| Exercise instructions |
Make an exact transcription of the data below.

| Data entries |
......

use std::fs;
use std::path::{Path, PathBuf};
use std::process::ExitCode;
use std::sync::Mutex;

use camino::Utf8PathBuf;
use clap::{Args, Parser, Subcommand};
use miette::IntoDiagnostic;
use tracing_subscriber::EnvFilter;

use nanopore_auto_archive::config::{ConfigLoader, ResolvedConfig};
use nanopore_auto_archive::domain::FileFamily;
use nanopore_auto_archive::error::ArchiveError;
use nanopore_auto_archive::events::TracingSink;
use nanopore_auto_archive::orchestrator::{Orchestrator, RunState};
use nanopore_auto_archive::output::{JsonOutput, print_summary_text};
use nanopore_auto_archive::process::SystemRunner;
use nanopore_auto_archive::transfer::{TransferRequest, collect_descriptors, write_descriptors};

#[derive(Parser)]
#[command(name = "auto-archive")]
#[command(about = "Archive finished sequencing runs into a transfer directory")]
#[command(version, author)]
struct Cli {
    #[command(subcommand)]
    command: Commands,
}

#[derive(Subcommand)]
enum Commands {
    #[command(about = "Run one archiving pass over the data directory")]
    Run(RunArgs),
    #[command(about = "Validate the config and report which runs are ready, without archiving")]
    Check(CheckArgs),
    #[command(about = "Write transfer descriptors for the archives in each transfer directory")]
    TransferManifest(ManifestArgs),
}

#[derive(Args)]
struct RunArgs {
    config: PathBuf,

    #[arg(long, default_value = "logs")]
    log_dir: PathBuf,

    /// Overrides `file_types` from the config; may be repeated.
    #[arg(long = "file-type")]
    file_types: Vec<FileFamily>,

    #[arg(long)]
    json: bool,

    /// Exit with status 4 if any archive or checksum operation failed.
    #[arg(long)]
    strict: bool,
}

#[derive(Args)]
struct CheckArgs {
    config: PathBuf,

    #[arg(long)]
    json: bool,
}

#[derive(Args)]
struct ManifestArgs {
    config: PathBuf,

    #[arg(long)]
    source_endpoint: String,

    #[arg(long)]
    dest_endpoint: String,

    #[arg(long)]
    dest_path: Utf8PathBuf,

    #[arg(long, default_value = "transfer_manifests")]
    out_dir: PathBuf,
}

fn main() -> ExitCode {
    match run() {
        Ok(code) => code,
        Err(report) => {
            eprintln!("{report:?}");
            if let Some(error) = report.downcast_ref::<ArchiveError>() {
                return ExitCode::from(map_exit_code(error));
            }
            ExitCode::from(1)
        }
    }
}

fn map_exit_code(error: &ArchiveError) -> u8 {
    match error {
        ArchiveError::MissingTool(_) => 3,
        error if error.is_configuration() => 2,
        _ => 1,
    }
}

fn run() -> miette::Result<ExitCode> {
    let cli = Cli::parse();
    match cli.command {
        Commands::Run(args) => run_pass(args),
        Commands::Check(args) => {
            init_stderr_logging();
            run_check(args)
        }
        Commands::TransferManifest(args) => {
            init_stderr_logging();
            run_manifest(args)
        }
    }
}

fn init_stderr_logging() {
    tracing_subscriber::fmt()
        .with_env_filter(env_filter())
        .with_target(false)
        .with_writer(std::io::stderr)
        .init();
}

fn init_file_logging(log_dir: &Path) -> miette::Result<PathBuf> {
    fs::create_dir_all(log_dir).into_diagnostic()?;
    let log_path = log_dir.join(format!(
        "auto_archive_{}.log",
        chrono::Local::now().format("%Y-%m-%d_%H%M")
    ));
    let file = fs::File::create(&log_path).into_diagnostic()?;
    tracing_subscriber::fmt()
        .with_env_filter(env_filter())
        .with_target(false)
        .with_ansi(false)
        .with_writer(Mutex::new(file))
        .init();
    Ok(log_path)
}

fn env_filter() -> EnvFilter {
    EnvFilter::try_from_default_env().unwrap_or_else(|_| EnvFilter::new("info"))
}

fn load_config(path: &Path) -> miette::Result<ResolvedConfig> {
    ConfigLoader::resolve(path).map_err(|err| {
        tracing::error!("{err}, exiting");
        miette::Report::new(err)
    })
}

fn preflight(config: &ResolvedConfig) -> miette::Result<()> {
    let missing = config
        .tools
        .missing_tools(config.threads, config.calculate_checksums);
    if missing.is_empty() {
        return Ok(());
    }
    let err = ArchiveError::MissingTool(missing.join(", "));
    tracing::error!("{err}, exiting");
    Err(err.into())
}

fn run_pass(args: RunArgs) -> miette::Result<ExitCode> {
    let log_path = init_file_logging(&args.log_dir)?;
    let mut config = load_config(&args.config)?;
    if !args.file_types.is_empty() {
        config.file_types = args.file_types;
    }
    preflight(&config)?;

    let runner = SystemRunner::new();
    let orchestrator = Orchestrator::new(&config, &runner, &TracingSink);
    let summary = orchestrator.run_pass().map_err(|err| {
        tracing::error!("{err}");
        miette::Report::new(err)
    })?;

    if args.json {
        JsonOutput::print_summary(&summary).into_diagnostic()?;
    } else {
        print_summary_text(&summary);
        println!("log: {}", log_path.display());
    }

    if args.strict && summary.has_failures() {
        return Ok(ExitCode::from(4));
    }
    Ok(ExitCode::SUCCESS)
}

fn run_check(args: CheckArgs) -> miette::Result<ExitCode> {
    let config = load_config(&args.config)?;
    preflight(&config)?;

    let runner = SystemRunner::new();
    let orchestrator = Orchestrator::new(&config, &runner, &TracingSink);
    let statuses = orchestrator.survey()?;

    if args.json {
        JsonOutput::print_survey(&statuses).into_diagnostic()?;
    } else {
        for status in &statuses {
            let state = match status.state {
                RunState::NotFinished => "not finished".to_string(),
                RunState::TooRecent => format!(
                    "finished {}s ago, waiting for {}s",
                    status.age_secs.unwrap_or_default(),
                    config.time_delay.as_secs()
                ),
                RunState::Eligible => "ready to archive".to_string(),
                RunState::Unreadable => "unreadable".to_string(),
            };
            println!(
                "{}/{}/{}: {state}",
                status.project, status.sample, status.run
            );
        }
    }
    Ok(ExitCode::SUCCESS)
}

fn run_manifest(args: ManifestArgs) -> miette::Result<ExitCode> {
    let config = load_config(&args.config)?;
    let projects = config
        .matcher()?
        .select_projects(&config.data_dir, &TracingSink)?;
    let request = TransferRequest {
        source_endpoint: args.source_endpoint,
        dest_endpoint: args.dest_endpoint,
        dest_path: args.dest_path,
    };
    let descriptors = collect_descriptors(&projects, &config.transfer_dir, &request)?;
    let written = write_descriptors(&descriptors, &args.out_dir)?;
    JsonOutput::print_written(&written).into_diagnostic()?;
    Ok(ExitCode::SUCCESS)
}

......

| Output of the exercise |
use std::fs;
use std::path::{Path, PathBuf};
use std::process::ExitCode;
use std::sync::Mutex;

use camino::Utf8PathBuf;
use clap::{Args, Parser, Subcommand};
use miette::IntoDiagnostic;
use tracing_subscriber::EnvFilter;

use nanopore_auto_archive::config::{ConfigLoader, ResolvedConfig};
use nanopore_auto_archive::domain::FileFamily;
use nanopore_auto_archive::error::ArchiveError;
use nanopore_auto_archive::events::TracingSink;
use nanopore_auto_archive::orchestrator::{Orchestrator, RunState};
use nanopore_auto_archive::output::{JsonOutput, print_summary_text};
use nanopore_auto_archive::process::SystemRunner;
use nanopore_auto_archive::transfer::{TransferRequest, collect_descriptors, write_descriptors};

#[derive(Parser)]
#[command(name = "auto-archive")]
#[command(about = "Archive finished sequencing runs into a transfer directory")]
#[command(version, author)]
struct Cli {
    #[command(subcommand)]
    command: Commands,
}

#[derive(Subcommand)]
enum Commands {
    #[command(about = "Run one archiving pass over the data directory")]
    Run(RunArgs),
    #[command(about = "Validate the config and report which runs are ready, without archiving")]
    Check(CheckArgs),
    #[command(about = "Write transfer descriptors for the archives in each transfer directory")]
    TransferManifest(ManifestArgs),
}

#[derive(Args)]
struct RunArgs {
    config: PathBuf,

    #[arg(long, default_value = "logs")]
    log_dir: PathBuf,

    /// Overrides `file_types` from the config; may be repeated.
    #[arg(long = "file-type")]
    file_types: Vec<FileFamily>,

    #[arg(long)]
    json: bool,

    /// Exit with status 4 if any archive or checksum operation failed.
    #[arg(long)]
    strict: bool,
}

#[derive(Args)]
struct CheckArgs {
    config: PathBuf,

    #[arg(long)]
    json: bool,
}

#[derive(Args)]
struct ManifestArgs {
    config: PathBuf,

    #[arg(long)]
    source_endpoint: String,

    #[arg(long)]
    dest_endpoint: String,

    #[arg(long)]
    dest_path: Utf8PathBuf,

    #[arg(long, default_value = "transfer_manifests")]
    out_dir: PathBuf,
}

fn main() -> ExitCode {
    match run() {
        Ok(code) => code,
        Err(report) => {
            eprintln!("{report:?}");
            if let Some(error) = report.downcast_ref::<ArchiveError>() {
                return ExitCode::from(map_exit_code(error));
            }
            ExitCode::from(1)
        }
    }
}

fn map_exit_code(error: &ArchiveError) -> u8 {
    match error {
        ArchiveError::MissingTool(_) => 3,
        error if error.is_configuration() => 2,
        _ => 1,
    }
}

fn run() -> miette::Result<ExitCode> {
    let cli = Cli::parse();
    match cli.command {
        Commands::Run(args) => run_pass(args),
        Commands::Check(args) => {
            init_stderr_logging();
            run_check(args)
        }
        Commands::TransferManifest(args) => {
            init_stderr_logging();
            run_manifest(args)
        }
    }
}

fn init_stderr_logging() {
    tracing_subscriber::fmt()
        .with_env_filter(env_filter())
        .with_target(false)
        .with_writer(std::io::stderr)
        .init();
}

fn init_file_logging(log_dir: &Path) -> miette::Result<PathBuf> {
    fs::create_dir_all(log_dir).into_diagnostic()?;
    let log_path = log_dir.join(format!(
        "auto_archive_{}.log",
        chrono::Local::now().format("%Y-%m-%d_%H%M")
    ));
    let file = fs::File::create(&log_path).into_diagnostic()?;
    tracing_subscriber::fmt()
        .with_env_filter(env_filter())
        .with_target(false)
        .with_ansi(false)
        .with_writer(Mutex::new(file))
        .init();
    Ok(log_path)
}

fn env_filter() -> EnvFilter {
    EnvFilter::try_from_default_env().unwrap_or_else(|_| EnvFilter::new("info"))
}

fn load_config(path: &Path) -> miette::Result<ResolvedConfig> {
    ConfigLoader::resolve(path).map_err(|err| {
        tracing::error!("{err}, exiting");
        miette::Report::new(err)
    })
}

fn preflight(config: &ResolvedConfig) -> miette::Result<()> {
    let missing = config
        .tools
        .missing_tools(config.threads, config.calculate_checksums);
    if missing.is_empty() {
        return Ok(());
    }
    let err = ArchiveError::MissingTool(missing.join(", "));
    tracing::error!("{err}, exiting");
    Err(err.into())
}

fn run_pass(args: RunArgs) -> miette::Result<ExitCode> {
    let log_path = init_file_logging(&args.log_dir)?;
    let mut config = load_config(&args.config)?;
    if !args.file_types.is_empty() {
        config.file_types = args.file_types;
    }
    preflight(&config)?;

    let runner = SystemRunner::new();
    let orchestrator = Orchestrator::new(&config, &runner, &TracingSink);
    let summary = orchestrator.run_pass().map_err(|err| {
        tracing::error!("{err}");
        miette::Report::new(err)
    })?;

    if args.json {
        JsonOutput::print_summary(&summary).into_diagnostic()?;
    } else {
        print_summary_text(&summary);
        println!("log: {}", log_path.display());
    }

    if args.strict && summary.has_failures() {
        return Ok(ExitCode::from(4));
    }
    Ok(ExitCode::SUCCESS)
}

fn run_check(args: CheckArgs) -> miette::Result<ExitCode> {
    let config = load_config(&args.config)?;
    preflight(&config)?;

    let runner = SystemRunner::new();
    let orchestrator = Orchestrator::new(&config, &runner, &TracingSink);
    let statuses = orchestrator.survey()?;

    if args.json {
        JsonOutput::print_survey(&statuses).into_diagnostic()?;
    } else {
        for status in &statuses {
            let state = match status.state {
                RunState::NotFinished => "not finished".to_string(),
                RunState::TooRecent => format!(
                    "finished {}s ago, waiting for {}s",
                    status.age_secs.unwrap_or_default(),
                    config.time_delay.as_secs()
                ),
                RunState::Eligible => "ready to archive".to_string(),
                RunState::Unreadable => "unreadable".to_string(),
            };
            println!(
                "{}/{}/{}: {state}",
                status.project, status.sample, status.run
            );
        }
    }
    Ok(ExitCode::SUCCESS)
}

fn run_manifest(args: ManifestArgs) -> miette::Result<ExitCode> {
    let config = load_config(&args.config)?;
    let projects = config
        .matcher()?
        .select_projects(&config.data_dir, &TracingSink)?;
    let request = TransferRequest {
        source_endpoint: args.source_endpoint,
        dest_endpoint: args.dest_endpoint,
        dest_path: args.dest_path,
    };
    let descriptors = collect_descriptors(&projects, &config.transfer_dir, &request)?;
    let written = write_descriptors(&descriptors, &args.out_dir)?;
    JsonOutput::print_written(&written).into_diagnostic()?;
    Ok(ExitCode::SUCCESS)
}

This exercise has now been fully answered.